Access to trustworthy information in accessible formats is essential for travelers. Backsliding on accessibility and industry hesitation to enfranchise the largest group of people possible with existing technology is damaging to the progress of inclusion in travel and leisure.
EFF writes:
Disability Access Activists Gather to Protest Kindle DRM
News Update by Tim Jones
Yesterday, hundreds of people gathered in front of the headquarters of
The Authors Guild in New York City to protest the removal of
text-to-speech capabilities in Amazon's new Kindle 2 ebook device.
You may remember a few months ago, when The Authors Guild claimed (falsely) that the text-to-speech feature violated copyright law, and forced Amazon to disable it.
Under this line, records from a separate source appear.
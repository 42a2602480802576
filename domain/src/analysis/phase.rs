//! Pipeline phases

use serde::{Deserialize, Serialize};

/// Phase of an analysis run
#[derive(Debug, Clone, Copy, PartialEq, Eq, Hash, Serialize, Deserialize)]
pub enum Phase {
    /// Turn the market URL into its binary question
    QuestionExtraction,
    /// Perspective workers research the question in parallel
    Research,
    /// Each specialist report is checked against its siblings
    CrossExamination,
    /// The synthesis model folds everything into one verdict
    Synthesis,
}

impl Phase {
    pub fn as_str(&self) -> &str {
        match self {
            Phase::QuestionExtraction => "question_extraction",
            Phase::Research => "research",
            Phase::CrossExamination => "cross_examination",
            Phase::Synthesis => "synthesis",
        }
    }

    pub fn display_name(&self) -> &str {
        match self {
            Phase::QuestionExtraction => "Question Extraction",
            Phase::Research => "Research",
            Phase::CrossExamination => "Cross-Examination",
            Phase::Synthesis => "Consensus Synthesis",
        }
    }
}

impl std::fmt::Display for Phase {
    fn fmt(&self, f: &mut std::fmt::Formatter<'_>) -> std::fmt::Result {
        write!(f, "{}", self.display_name())
    }
}
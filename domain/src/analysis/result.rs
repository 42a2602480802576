//! Terminal aggregate of an analysis run.

use super::consensus::Consensus;
use super::report::ResearchReport;
use super::source::{Source, aggregate_sources};
use super::stance::IndividualAnalysis;
use super::strategy::WorkerStrategy;
use crate::core::question::MarketQuestion;
use serde::{Deserialize, Serialize};

/// Worker outputs of a run, shaped by the strategy that produced them
#[derive(Debug, Clone, PartialEq, Eq, Serialize, Deserialize)]
pub enum WorkerOutputs {
    #[serde(rename = "researchReports")]
    Specialist(Vec<ResearchReport>),
    #[serde(rename = "individualAnalyses")]
    DualStance(Vec<IndividualAnalysis>),
}

impl WorkerOutputs {
    pub fn strategy(&self) -> WorkerStrategy {
        match self {
            WorkerOutputs::Specialist(_) => WorkerStrategy::Specialist,
            WorkerOutputs::DualStance(_) => WorkerStrategy::DualStance,
        }
    }

    pub fn len(&self) -> usize {
        match self {
            WorkerOutputs::Specialist(reports) => reports.len(),
            WorkerOutputs::DualStance(analyses) => analyses.len(),
        }
    }

    pub fn is_empty(&self) -> bool {
        self.len() == 0
    }

    /// Each worker's citation list, in worker order
    pub fn source_lists(&self) -> Vec<&[Source]> {
        match self {
            WorkerOutputs::Specialist(reports) => {
                reports.iter().map(|r| r.sources.as_slice()).collect()
            }
            WorkerOutputs::DualStance(analyses) => {
                analyses.iter().map(|a| a.sources.as_slice()).collect()
            }
        }
    }

    /// Deduplicated sources across all workers
    pub fn aggregate_sources(&self) -> Vec<Source> {
        aggregate_sources(self.source_lists())
    }

    pub fn research_reports(&self) -> Option<&[ResearchReport]> {
        match self {
            WorkerOutputs::Specialist(reports) => Some(reports),
            WorkerOutputs::DualStance(_) => None,
        }
    }

    pub fn individual_analyses(&self) -> Option<&[IndividualAnalysis]> {
        match self {
            WorkerOutputs::Specialist(_) => None,
            WorkerOutputs::DualStance(analyses) => Some(analyses),
        }
    }
}

/// Complete result of one analysis run. Immutable once built.
#[derive(Debug, Clone, PartialEq, Eq, Serialize, Deserialize)]
#[serde(rename_all = "camelCase")]
pub struct AnalysisResult {
    pub market_question: MarketQuestion,
    #[serde(flatten)]
    pub outputs: WorkerOutputs,
    pub consensus: Consensus,
    pub all_sources: Vec<Source>,
}

impl AnalysisResult {
    /// Assemble the result; sources are aggregated from the outputs.
    pub fn new(market_question: MarketQuestion, outputs: WorkerOutputs, consensus: Consensus) -> Self {
        let all_sources = outputs.aggregate_sources();
        Self {
            market_question,
            outputs,
            consensus,
            all_sources,
        }
    }

    pub fn worker_count(&self) -> usize {
        self.outputs.len()
    }
}

#[cfg(test)]
mod tests {
    use super::*;
    use crate::analysis::lens::ResearchLens;
    use crate::analysis::stance::TeamAnalysis;
    use crate::core::model::Model;

    fn reports() -> Vec<ResearchReport> {
        let mut social = ResearchReport::degraded(ResearchLens::SocialMedia, vec![]);
        social.sources = vec![Source::new("https://same.example", "Social title")];
        let mut news = ResearchReport::degraded(ResearchLens::WebSearch, vec![]);
        news.sources = vec![
            Source::new("https://same.example", "News title"),
            Source::new("https://other.example", "Other"),
        ];
        vec![social, news]
    }

    #[test]
    fn test_new_aggregates_sources_in_worker_order() {
        let result = AnalysisResult::new(
            MarketQuestion::new("Will X happen by 2025?"),
            WorkerOutputs::Specialist(reports()),
            Consensus::fallback(),
        );
        assert_eq!(result.worker_count(), 2);
        assert_eq!(result.all_sources.len(), 2);
        assert_eq!(result.all_sources[0].title, "Social title");
    }

    #[test]
    fn test_json_shape_specialist() {
        let result = AnalysisResult::new(
            MarketQuestion::new("Will X happen by 2025?"),
            WorkerOutputs::Specialist(reports()),
            Consensus::fallback(),
        );
        let json = serde_json::to_value(&result).unwrap();
        assert_eq!(json["marketQuestion"], "Will X happen by 2025?");
        assert_eq!(json["researchReports"].as_array().unwrap().len(), 2);
        assert!(json.get("individualAnalyses").is_none());
        assert_eq!(json["allSources"].as_array().unwrap().len(), 2);
    }

    #[test]
    fn test_json_shape_dual_stance() {
        let team = TeamAnalysis::degraded(&Model::Gemini25Flash);
        let analysis = IndividualAnalysis::new(Model::Gemini25Flash, team.clone(), team);
        let result = AnalysisResult::new(
            MarketQuestion::new("Will X happen by 2025?"),
            WorkerOutputs::DualStance(vec![analysis]),
            Consensus::fallback(),
        );
        let json = serde_json::to_value(&result).unwrap();
        assert_eq!(json["individualAnalyses"].as_array().unwrap().len(), 1);
        assert!(result.outputs.research_reports().is_none());
        assert_eq!(result.outputs.strategy(), WorkerStrategy::DualStance);
    }
}
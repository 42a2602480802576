//! Configuration file loading for market-council
//!
//! This module handles file I/O and merging of configuration from multiple sources.
//! The priority order (highest to lowest):
//!
//! 1. `COUNCIL_`-prefixed environment variables
//! 2. `--config <path>` specified file
//! 3. Project root: `./council.toml` or `./.council.toml`
//! 4. Global config: `$XDG_CONFIG_HOME/market-council/config.toml`
//! 5. Default values

mod file_config;
mod loader;

pub use file_config::{
    ConfigValidationError, FileAnalysisConfig, FileConfig, FileGeminiConfig, FileModelsConfig,
    FileOutputConfig,
};
pub use loader::ConfigLoader;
Now, the people who would have benefited most from the new feature -- the blind, and others with reading disabilities -- have made it clear that they're not going to stand for it.
Gizmodo's John Mahoney was there and has excellent coverage. He writes:
Everything was of course peaceful and contained right in front of the Authors Guild's seventh floor offices on 32nd street on Manhattan's east side. They had a pretty fantastic march ring set up, with many folks leading those who could not see at all in the ring, and sighted people whose job was to tell the marchers when to turn. Several seeing eye dogs joined in expressing their distaste.